Appellate litigation is generally the final throw of the dice, so to speak, in U.S. trade regulatory disputes. Litigants, therefore, should carefully consider both the substance and presentation of their appellate arguments. To illuminate what may seem like an obvious point, this note focuses on two recent decisions of the U.S. Court of Appeals for the Federal Circuit (CAFC).
The CAFC is almost invariably the court of last resort in appeals from decisions by the U.S. trade enforcement agencies – the Department of Commerce and the International Trade Commission. The CAFC tends to exercise a large degree of deference to the decisions of the agencies it reviews. The U.S. Supreme Court in Chevron instructed courts to apply a deferential standard of review toward decisions of administrative agencies – an instruction that the CAFC has taken very seriously, peppering its opinions with statements regarding the “tremendous deference” afforded to Commerce,[1] and the agencies’ “broad discretion”.[2] These statements would appear to bode poorly for parties seeking to overturn such determinations.

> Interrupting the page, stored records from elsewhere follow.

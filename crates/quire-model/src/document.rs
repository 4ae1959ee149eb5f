//! The document: a versioned, schema-valid tree of nodes.
//!
//! ## Position Addressing
//!
//! Positions are integer offsets into the flattened tree:
//!
//! ```text
//!  <p> a b <a> c d e f </a> g </p>
//! 0   1 2 3   3 4 5 6 7    7 8   9
//! ```
//!
//! - a character counts 1
//! - a leaf node (image, video, rule) counts 1
//! - any other node counts 2 for its open and close tokens, plus its content
//!
//! The root contributes no tokens, so positions run from `0` to
//! [`Document::size`]. Marks are not tokens: the link above spans `3..7`.

use crate::node::{Node, NodeKind};
use crate::schema::{NodeType, Schema};
use crate::{ModelError, ModelResult};

/// A versioned document.
///
/// Equality compares content only; two documents holding the same tree
/// are equal regardless of their version.
#[derive(Debug, Clone)]
pub struct Document {
    root: Node,
    version: u64,
}

/// Where a position falls in the tree.
#[derive(Debug, Clone, PartialEq, Eq)]
pub enum ResolvedPos {
    /// Inside a textblock, `offset` characters into its content.
    Inline {
        path: Vec<usize>,
        offset: usize,
        content_start: usize,
    },
    /// Between block children of the container at `parent`, before child `index`.
    Between { parent: Vec<usize>, index: usize },
}

/// A textblock found while walking the document.
#[derive(Debug, Clone)]
pub struct TextblockRef<'a> {
    pub path: Vec<usize>,
    pub node: &'a Node,
    /// Position of the first character slot.
    pub content_start: usize,
}

impl TextblockRef<'_> {
    /// Position right after the last character.
    pub fn content_end(&self) -> usize {
        self.content_start + self.node.content_size()
    }
}

impl Document {
    /// Creates the empty document: a single empty paragraph.
    pub fn empty() -> Self {
        Self {
            root: Node::doc(vec![Node::empty_textblock(NodeKind::Paragraph)]),
            version: 0,
        }
    }

    /// Creates a document from block nodes, validating them.
    pub fn from_blocks(blocks: Vec<Node>, schema: &Schema) -> ModelResult<Self> {
        let root = Node::doc(blocks);
        schema.validate(&root)?;
        Ok(Self { root, version: 0 })
    }

    /// Wraps an already validated root as version 0.
    pub(crate) fn from_root(root: Node) -> Self {
        Self { root, version: 0 }
    }

    /// Creates the next version of this document holding `root`.
    ///
    /// Callers are expected to have validated `root`.
    pub fn successor(&self, root: Node) -> Self {
        Self {
            root,
            version: self.version + 1,
        }
    }

    /// Returns the root node.
    pub fn root(&self) -> &Node {
        &self.root
    }

    /// Returns the top-level blocks.
    pub fn blocks(&self) -> &[Node] {
        self.root.children()
    }

    /// Returns the version number.
    pub fn version(&self) -> u64 {
        self.version
    }

    /// Returns the largest valid position.
    pub fn size(&self) -> usize {
        self.root.content_size()
    }

    /// Returns true if the document is a single empty paragraph.
    pub fn is_empty(&self) -> bool {
        matches!(self.blocks(), [only] if only.node_type() == NodeType::Paragraph && only.runs().is_empty())
    }

    /// Returns the plain text, blocks separated by newlines.
    pub fn text(&self) -> String {
        self.root.text_content()
    }

    /// Fails unless `pos` lies in `0..=size`.
    pub fn check_position(&self, pos: usize) -> ModelResult<()> {
        let size = self.size();
        if pos > size {
            return Err(ModelError::PositionOutOfBounds { pos, size });
        }
        Ok(())
    }

    /// Classifies a position.
    pub fn resolve(&self, pos: usize) -> ModelResult<ResolvedPos> {
        self.check_position(pos)?;
        Ok(resolve_in(&self.root, Vec::new(), 0, pos))
    }

    /// Returns the node that starts at `pos`, with its path.
    pub fn node_at(&self, pos: usize) -> Option<(Vec<usize>, &Node)> {
        match self.resolve(pos).ok()? {
            ResolvedPos::Between { parent, index } => {
                let mut path = parent;
                path.push(index);
                let node = self.root.descendant(&path)?;
                Some((path, node))
            }
            ResolvedPos::Inline { .. } => None,
        }
    }

    /// Returns every textblock in document order.
    pub fn textblocks(&self) -> Vec<TextblockRef<'_>> {
        let mut out = Vec::new();
        collect_textblocks(&self.root, &mut Vec::new(), 0, &mut out);
        out
    }

    /// Returns the textblock whose content contains or touches `pos`.
    pub fn textblock_at(&self, pos: usize) -> Option<TextblockRef<'_>> {
        self.textblocks()
            .into_iter()
            .find(|tb| tb.content_start <= pos && pos <= tb.content_end())
    }

    /// Returns the closest position at or after `pos` where text can go.
    ///
    /// Falls back to the end of the last textblock when none follows, and
    /// to `pos` itself in a document without textblocks.
    pub fn text_position_near(&self, pos: usize) -> usize {
        let textblocks = self.textblocks();
        match textblocks.iter().find(|tb| tb.content_end() >= pos) {
            Some(tb) => pos.max(tb.content_start),
            None => textblocks.last().map_or(pos, |tb| tb.content_end()),
        }
    }

    /// Returns the textblocks whose content overlaps or touches `from..to`.
    pub fn textblocks_between(&self, from: usize, to: usize) -> Vec<TextblockRef<'_>> {
        self.textblocks()
            .into_iter()
            .filter(|tb| tb.content_start <= to && tb.content_end() >= from)
            .collect()
    }

    /// Returns the plain text between two positions.
    pub fn text_between(&self, from: usize, to: usize) -> String {
        self.textblocks_between(from, to)
            .iter()
            .map(|tb| {
                let lo = from.max(tb.content_start) - tb.content_start;
                let hi = to.min(tb.content_end()) - tb.content_start;
                crate::inline::slice(tb.node.runs(), lo, hi)
                    .into_iter()
                    .map(|r| r.text)
                    .collect::<String>()
            })
            .collect::<Vec<_>>()
            .join("\n")
    }
}

impl Default for Document {
    fn default() -> Self {
        Self::empty()
    }
}

impl PartialEq for Document {
    fn eq(&self, other: &Self) -> bool {
        self.root == other.root
    }
}

impl Eq for Document {}

fn resolve_in(container: &Node, path: Vec<usize>, start: usize, pos: usize) -> ResolvedPos {
    let mut cursor = start;
    for (index, child) in container.children().iter().enumerate() {
        if pos == cursor {
            return ResolvedPos::Between {
                parent: path,
                index,
            };
        }
        let end = cursor + child.size();
        if pos < end {
            let mut child_path = path;
            child_path.push(index);
            if child.is_textblock() {
                return ResolvedPos::Inline {
                    path: child_path,
                    offset: pos - (cursor + 1),
                    content_start: cursor + 1,
                };
            }
            return resolve_in(child, child_path, cursor + 1, pos);
        }
        cursor = end;
    }
    ResolvedPos::Between {
        parent: path,
        index: container.children().len(),
    }
}

fn collect_textblocks<'a>(
    container: &'a Node,
    path: &mut Vec<usize>,
    start: usize,
    out: &mut Vec<TextblockRef<'a>>,
) {
    let mut cursor = start;
    for (index, child) in container.children().iter().enumerate() {
        path.push(index);
        if child.is_textblock() {
            out.push(TextblockRef {
                path: path.clone(),
                node: child,
                content_start: cursor + 1,
            });
        } else if !child.is_leaf() {
            collect_textblocks(child, path, cursor + 1, out);
        }
        path.pop();
        cursor += child.size();
    }
}

#[cfg(test)]
mod tests {
    use super::*;
    use crate::node::{Mark, TextRun};

    fn sample() -> Document {
        Document::from_blocks(
            vec![
                Node::paragraph(vec![
                    TextRun::plain("ab"),
                    TextRun::marked("cdef", [Mark::link("https://x.dev", None)]),
                    TextRun::plain("g"),
                ]),
                Node::image("/cat.png", None),
                Node::bullet_list(vec![Node::list_item(vec![Node::paragraph(vec![
                    TextRun::plain("item"),
                ])])]),
            ],
            &Schema::default(),
        )
        .unwrap()
    }

    #[test]
    fn test_size() {
        // paragraph 9, image 1, list 2 + item 2 + paragraph 6
        assert_eq!(sample().size(), 20);
    }

    #[test]
    fn test_resolve_inline() {
        let doc = sample();
        assert_eq!(
            doc.resolve(3).unwrap(),
            ResolvedPos::Inline {
                path: vec![0],
                offset: 2,
                content_start: 1
            }
        );
    }

    #[test]
    fn test_resolve_between_blocks() {
        let doc = sample();
        assert_eq!(
            doc.resolve(9).unwrap(),
            ResolvedPos::Between {
                parent: vec![],
                index: 1
            }
        );
        assert_eq!(
            doc.resolve(20).unwrap(),
            ResolvedPos::Between {
                parent: vec![],
                index: 3
            }
        );
    }

    #[test]
    fn test_resolve_nested() {
        let doc = sample();
        // list opens at 10, item at 11, paragraph at 12, content at 13
        assert_eq!(
            doc.resolve(13).unwrap(),
            ResolvedPos::Inline {
                path: vec![2, 0, 0],
                offset: 0,
                content_start: 13
            }
        );
        assert_eq!(
            doc.resolve(11).unwrap(),
            ResolvedPos::Between {
                parent: vec![2],
                index: 0
            }
        );
    }

    #[test]
    fn test_out_of_bounds() {
        assert!(matches!(
            sample().resolve(21),
            Err(ModelError::PositionOutOfBounds { pos: 21, size: 20 })
        ));
    }

    #[test]
    fn test_node_at() {
        let doc = sample();
        let (path, node) = doc.node_at(9).unwrap();
        assert_eq!(path, vec![1]);
        assert_eq!(node.node_type(), NodeType::Image);
    }

    #[test]
    fn test_text_position_near() {
        let doc = sample();
        assert_eq!(doc.text_position_near(0), 1);
        assert_eq!(doc.text_position_near(4), 4);
        // past the image, into the list item's paragraph
        assert_eq!(doc.text_position_near(9), 13);
        assert_eq!(doc.text_position_near(doc.size()), 17);
        assert!(matches!(
            doc.resolve(doc.text_position_near(9)).unwrap(),
            ResolvedPos::Inline { offset: 0, .. }
        ));
    }

    #[test]
    fn test_text_between() {
        let doc = sample();
        assert_eq!(doc.text_between(2, 6), "bcde");
        assert_eq!(doc.text_between(7, 15), "g\nit");
    }
}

There are sources of authority, however, that the CAFC appears willing to evaluate with less deference toward the agencies’ interpretations. One such source is obvious – namely, the statutory texts enacted by Congress to govern trade remedy proceedings – although as I discussed in a recent note, even this source is subject to conflicting modes of interpretation by the Court of Appeals. Intriguingly, another external source of authority for which the CAFC has been willing to employ a searching inquiry is the statistical analytics of numeric data. In two recent decisions, the CAFC has undertaken a probing review of statistical concepts, which resulted in skepticism toward the Commerce Department’s practice.

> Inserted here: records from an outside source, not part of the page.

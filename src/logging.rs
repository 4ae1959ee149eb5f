//! Logging setup for applications embedding the editor.
//!
//! The crates only emit `tracing` events; nothing is printed until the
//! host installs a subscriber. `RUST_LOG` wins over the verbosity count
//! when it is set, e.g. `RUST_LOG=quire_core=debug`.

use tracing::Level;
use tracing_subscriber::filter::{EnvFilter, LevelFilter};
use tracing_subscriber::util::TryInitError;
use tracing_subscriber::{layer::SubscriberExt, util::SubscriberInitExt};

/// Maps a `-v` count to a level.
pub fn level_for(verbosity: u8) -> Level {
    match verbosity {
        0 => Level::WARN,
        1 => Level::INFO,
        2 => Level::DEBUG,
        _ => Level::TRACE,
    }
}

/// Installs the global subscriber.
///
/// Fails if a subscriber is already installed.
pub fn init_logging(verbosity: u8) -> Result<(), TryInitError> {
    let default = LevelFilter::from_level(level_for(verbosity));
    let filter = EnvFilter::builder()
        .with_default_directive(default.into())
        .from_env_lossy();

    tracing_subscriber::registry()
        .with(
            tracing_subscriber::fmt::layer()
                .with_target(false)
                .with_level(true),
        )
        .with(filter)
        .try_init()?;

    tracing::info!("quire v{} logging at {}", env!("CARGO_PKG_VERSION"), default);
    Ok(())
}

A closer look at the Court’s treatment of these two categories of sources is worthwhile for parties preparing their appellate strategy.
The Court’s treatment of statutory text has not been linear. The Court has, on occasion, taken a bold position by parsing the statutory text, but then, when blowback erupted and the broad implications of its position became apparent, it has retreated from its interpretation without formally overruling it. One example of this dynamic involved the International Trade Commission’s analysis of causation – i.e., whether the material injury felt by the U.S. industry was “by reason of” the imports subject to an investigation. In Gerald Metals, Inc. v. United States, the CAFC ruled that, at least in an investigation involving a fungible commodity product, the ITC had to consider the possibility that the presence of fairly-traded imports in the U.S. market disrupted the causal link between the subject imports and the injury felt by the U.S. industry.[3] The Court reiterated that ruling in subsequent cases involving commodity products, such as Caribbean Ispat Ltd. v. United States,[4] and Bratsk Aluminum Smelter v. United States, in which it held that “the Commission is required . . . to directly address whether non-subject imports would have replaced the subject imports without any beneficial effect on domestic producers.”[5]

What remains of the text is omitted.